Democracy Against Democracy
by Nathan Schneider
I am a professor who has spent the past decade arguing that there should be more democracy on the Internet. There is a certain convenience in this position. Democracy can sound either radical or respectable, depending on who's listening. Who would disagree with democracy?
But then, when I gave talks in various pandemic-era international Zoom calls, I started to hear a troubling critique. It came first from digital rights activists in India. Their concern about democracy was not its slowness or inconvenience—normally the worry among Americans—but the dangers of majoritarian rule. This was not an abstraction but a reality very much manifest in their lives thanks to the duly elected, ethno-nationalist regime of Narendra Modi. Thanks to democracy, or at least the Indian ballot box, they had to resist a government that was trampling on dissent and reclassifying non-Hindus as second-class citizens or worse.

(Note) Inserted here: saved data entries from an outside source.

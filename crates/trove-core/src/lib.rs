//! Shared foundation for the Trove asset registry: configuration, constants,
//! the core error type, and small utilities with minimal dependencies.

pub mod config;
pub mod constants;
pub mod error;
pub mod logging;
pub mod util;
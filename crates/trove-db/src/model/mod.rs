pub mod account;
pub mod asset;
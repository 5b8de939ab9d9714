//! Operator utility: print the Argon2 hash for a password, for seeding
//! accounts out-of-band.

use trove_service::auth::password::hash_password;

fn main() {
    let Some(password) = std::env::args().nth(1) else {
        eprintln!("usage: hash_password <password>");
        std::process::exit(2);
    };

    match hash_password(&password) {
        Ok(hash) => {
            println!("{hash}");
        }
        Err(err) => {
            eprintln!("Failed to hash password: {err}");
            std::process::exit(1);
        }
    }
}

I could choose to consider the billion-and-a-half inhabitants of India an exceptional case, or insist that real democracy depends on rights, and not only votes, and thus draw my definitions carefully around the inconvenient case. But now the cause for that critique is coming closer to home.
In a United States that now anticipates its second Trump regime, I have to recognize that those voices from India were speaking to me from a future that is now fast approaching here—a future that has already arrived (to paraphrase the William Gibson quip) but has been unevenly distributed.